This section is mostly based on [MBC+06], with some additional stuff from [CDL+06].
In this section we briefly summarize the features of DEB and RPM packages that are relevant to understand the result of EDOS for dependency management. Where not explicitly stated, these features are to be intended the same in both DEB and RPM package systems. A more detailed analysis of various packaging systems can be found in Section 1.
A package is a binary bundle that contains a component, all the data needed to its correct functioning and some metadata which describe its attributes and its requirements with respect to the environment in which it will be deployed. Packages not always contain “executable” components. Often documentation and non-executable artifacts are packaged as well. However, to our purposes, this distinction is not relevant because the package format is agnostic with respect to its actual content type.
Both DEB and RPM packages are actually compressed archives. However, while RPM is actually an ad-hoc format explicitly conceived for this purpose, DEB packages can be produced using standard tools (i.e., ar and tar), so they can be easily managed. Nevertheless, the most relevant difference between DEB and RPM package format concerns their metadata specification. While RPM packages encode it in a binary form as a part of its ad-hoc archive format, DEB packages use a textual representation for it. This fact makes its processing easier. Figure 9 shows an excerpt of the metadata taken from the firefox DEB package in version 1.5.dfsg+1.5.0.1-2 for the i386 architecture.
Package: firefox Version: 1.5.dfsg+1.5.0.1-2 ... Depends: fontconfig, psmisc, libatk1.0-0 (>= 1.9.0), libc6 (>= 2.3.5-1) ... Suggests: xprint, firefox-gnome-support (= 1.5.dfsg+1.5.0.1-2), latex-xft-fonts Conflicts: mozilla-firefox (<< 1.5.dfsg-1) Replaces: mozilla-firefox Provides: www-browser...
Every package has a version that is used to give a temporal order to the packaged component release. Though the version structure of RPM and DEB packages is the same (i.e., epoch number, version id and revision id), the comparison algorithm is slightly different. Version information is central when specifying relationships between packages.
The kinds of relationships that can be expressed in RPM and DEB package metadata are almost the same, except some very specialized ones that are seldom used or processed (e.g., obsoletes, replaces, suggests, enhances)
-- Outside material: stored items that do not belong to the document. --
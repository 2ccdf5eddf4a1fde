//! Session store - session id → upstream credentials
//!
//! The executor only talks to the [`SessionStore`] trait. Two backings are
//! provided: an in-memory map for servers and a JSON-file directory for the
//! CLI, so refreshed tokens survive between runs.

use async_trait::async_trait;
use chrono::{DateTime, Utc};
use serde::{Deserialize, Serialize};
use std::collections::HashMap;
use std::path::{Path, PathBuf};
use std::sync::atomic::{AtomicU64, Ordering};
use tokio::sync::RwLock;

static SESSION_COUNTER: AtomicU64 = AtomicU64::new(0);

/// Credentials bound to one client session
#[derive(Debug, Clone, PartialEq, Eq, Serialize, Deserialize)]
pub struct Session {
    pub id: String,
    pub access_token: String,
    pub refresh_token: Option<String>,
    /// Upstream domain the tokens were issued for
    pub domain: String,
    /// Bumped on every token change
    #[serde(default)]
    pub generation: u64,
    pub created_at: DateTime<Utc>,
    pub updated_at: DateTime<Utc>,
}

impl Session {
    /// Create a session after a successful authorization
    pub fn new(access_token: String, refresh_token: Option<String>, domain: String) -> Self {
        let now = Utc::now();
        let id = format!(
            "session_{}_{}",
            now.timestamp_millis(),
            SESSION_COUNTER.fetch_add(1, Ordering::Relaxed)
        );
        Self {
            id,
            access_token,
            refresh_token: refresh_token.filter(|t| !t.is_empty()),
            domain,
            generation: 0,
            created_at: now,
            updated_at: now,
        }
    }

    /// Replace the access token (and the refresh token, when one is given)
    pub fn rotate(&mut self, access_token: String, refresh_token: Option<String>) {
        self.access_token = access_token;
        if let Some(refresh) = refresh_token.filter(|t| !t.is_empty()) {
            self.refresh_token = Some(refresh);
        }
        self.generation += 1;
        self.updated_at = Utc::now();
    }
}

/// Storage for sessions, keyed by session id
#[async_trait]
pub trait SessionStore: Send + Sync {
    async fn get(&self, session_id: &str) -> Option<Session>;

    async fn put(&self, session: Session);

    /// Remove a session, returning it if it existed
    async fn delete(&self, session_id: &str) -> Option<Session>;
}

/// Process-wide in-memory store
#[derive(Debug, Default)]
pub struct MemorySessionStore {
    sessions: RwLock<HashMap<String, Session>>,
}

impl MemorySessionStore {
    pub fn new() -> Self {
        Self::default()
    }

    pub async fn len(&self) -> usize {
        self.sessions.read().await.len()
    }

    pub async fn is_empty(&self) -> bool {
        self.sessions.read().await.is_empty()
    }
}

#[async_trait]
impl SessionStore for MemorySessionStore {
    async fn get(&self, session_id: &str) -> Option<Session> {
        self.sessions.read().await.get(session_id).cloned()
    }

    async fn put(&self, session: Session) {
        self.sessions.write().await.insert(session.id.clone(), session);
    }

    async fn delete(&self, session_id: &str) -> Option<Session> {
        self.sessions.write().await.remove(session_id)
    }
}

/// One JSON file per session under a directory
#[derive(Debug, Clone)]
pub struct FileSessionStore {
    dir: PathBuf,
}

impl FileSessionStore {
    pub fn new(dir: impl Into<PathBuf>) -> Self {
        Self { dir: dir.into() }
    }

    /// Default location under the user's data directory
    pub fn default_dir() -> PathBuf {
        dirs::data_dir()
            .unwrap_or_else(|| PathBuf::from("."))
            .join("ganttkit")
            .join("sessions")
    }

    pub fn dir(&self) -> &Path {
        &self.dir
    }

    /// `None` for ids that could escape the directory
    fn session_path(&self, session_id: &str) -> Option<PathBuf> {
        let safe = !session_id.is_empty()
            && session_id
                .chars()
                .all(|c| c.is_ascii_alphanumeric() || c == '_' || c == '-');
        safe.then(|| self.dir.join(format!("{}.json", session_id)))
    }

    /// List stored session ids, most recent first
    pub async fn list(&self) -> anyhow::Result<Vec<String>> {
        if !self.dir.exists() {
            return Ok(Vec::new());
        }

        let mut sessions = Vec::new();
        let mut entries = tokio::fs::read_dir(&self.dir).await?;
        while let Some(entry) = entries.next_entry().await? {
            let path = entry.path();
            if path.extension().and_then(|s| s.to_str()) == Some("json") {
                if let Some(stem) = path.file_stem().and_then(|s| s.to_str()) {
                    sessions.push(stem.to_string());
                }
            }
        }

        sessions.sort();
        sessions.reverse();
        Ok(sessions)
    }

    async fn write(&self, session: &Session) -> anyhow::Result<()> {
        let path = self
            .session_path(&session.id)
            .ok_or_else(|| anyhow::anyhow!("invalid session id {:?}", session.id))?;
        tokio::fs::create_dir_all(&self.dir).await?;
        let json = serde_json::to_string_pretty(session)?;
        tokio::fs::write(&path, json).await?;
        Ok(())
    }
}

#[async_trait]
impl SessionStore for FileSessionStore {
    async fn get(&self, session_id: &str) -> Option<Session> {
        let path = self.session_path(session_id)?;
        let content = tokio::fs::read_to_string(&path).await.ok()?;
        match serde_json::from_str(&content) {
            Ok(session) => Some(session),
            Err(e) => {
                log::warn!("Ignoring unreadable session file {}: {}", path.display(), e);
                None
            }
        }
    }

    async fn put(&self, session: Session) {
        if let Err(e) = self.write(&session).await {
            log::warn!("Failed to save session {}: {}", session.id, e);
        }
    }

    async fn delete(&self, session_id: &str) -> Option<Session> {
        let existing = self.get(session_id).await?;
        let path = self.session_path(session_id)?;
        if let Err(e) = tokio::fs::remove_file(&path).await {
            log::warn!("Failed to delete session file {}: {}", path.display(), e);
        }
        Some(existing)
    }
}
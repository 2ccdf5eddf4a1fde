//! Canonical task and project types

use chrono::{DateTime, Utc};
use serde::{Deserialize, Serialize};
use std::collections::BTreeSet;
use std::fmt;

/// Bucket key for tasks without a resolvable project
pub const UNASSIGNED: &str = "unassigned";

/// Task status, decoded from upstream numeric codes
#[derive(Debug, Clone, Copy, PartialEq, Eq, Hash, Serialize, Deserialize)]
#[serde(rename_all = "snake_case")]
pub enum TaskStatus {
    New,
    InProgress,
    PendingReview,
    Done,
    Deferred,
}

impl TaskStatus {
    /// Map an upstream numeric status code (`2,3,4,5,7`)
    pub fn from_code(code: &str) -> Option<Self> {
        match code.trim() {
            "2" => Some(Self::New),
            "3" => Some(Self::InProgress),
            "4" => Some(Self::PendingReview),
            "5" => Some(Self::Done),
            "7" => Some(Self::Deferred),
            _ => None,
        }
    }

    /// Upstream numeric code for this status
    pub fn code(&self) -> &'static str {
        match self {
            Self::New => "2",
            Self::InProgress => "3",
            Self::PendingReview => "4",
            Self::Done => "5",
            Self::Deferred => "7",
        }
    }

    /// Completion percentage implied by the status
    pub fn progress(&self) -> u8 {
        match self {
            Self::Done => 100,
            Self::PendingReview => 75,
            Self::InProgress => 50,
            Self::New | Self::Deferred => 0,
        }
    }
}

impl fmt::Display for TaskStatus {
    fn fmt(&self, f: &mut fmt::Formatter<'_>) -> fmt::Result {
        match self {
            Self::New => write!(f, "new"),
            Self::InProgress => write!(f, "in_progress"),
            Self::PendingReview => write!(f, "pending_review"),
            Self::Done => write!(f, "done"),
            Self::Deferred => write!(f, "deferred"),
        }
    }
}

/// A normalized, schedulable task
#[derive(Debug, Clone, PartialEq, Serialize, Deserialize)]
pub struct Task {
    pub id: String,
    pub title: String,
    pub start: DateTime<Utc>,
    pub end: DateTime<Utc>,
    pub status: Option<TaskStatus>,
    pub progress: u8,
    pub assignee_id: Option<String>,
    pub parent_id: Option<String>,
    pub project_id: Option<String>,
    pub depends_on: BTreeSet<String>,
    pub is_overdue: bool,
    #[serde(default)]
    pub is_critical: bool,
}

impl Task {
    /// Scheduled length in milliseconds (never negative)
    pub fn duration_ms(&self) -> i64 {
        (self.end - self.start).num_milliseconds().max(0)
    }

    /// Project bucket key: the project id, or `unassigned`
    pub fn project_key(&self) -> &str {
        self.project_id.as_deref().unwrap_or(UNASSIGNED)
    }

    /// Assignee bucket key: the assignee id, or `unassigned`
    pub fn assignee_key(&self) -> &str {
        self.assignee_id.as_deref().unwrap_or(UNASSIGNED)
    }

    pub fn is_done(&self) -> bool {
        self.status == Some(TaskStatus::Done)
    }
}

/// A project (upstream work group) that tasks are bucketed under
#[derive(Debug, Clone, PartialEq, Eq, Serialize, Deserialize)]
pub struct Project {
    pub id: String,
    pub name: String,
}

impl Project {
    pub fn new(id: impl Into<String>, name: impl Into<String>) -> Self {
        Self {
            id: id.into(),
            name: name.into(),
        }
    }

    /// Placeholder project for an id with no known metadata
    pub fn synthesized(id: &str) -> Self {
        Self::new(id, format!("Project {}", id))
    }
}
In this paper we have taken into account only the three main relationships that are used with the same semantics in both RPM and DEB packages:
Relationships are specified by using a list of package names, optionally with version constraints. Each element in the list represents a requirement for the given relationship, and all these requirements must be met (i.e., they are a conjunction) in order to satisfy the dependency relationship. Actually, the DEB package format allows an element of the list to be a disjunction of requirements. This is done by using the | operator. In this case, in order to meet the (disjunctive) requirement it is sufficient that at least one of the constituting requirements is met.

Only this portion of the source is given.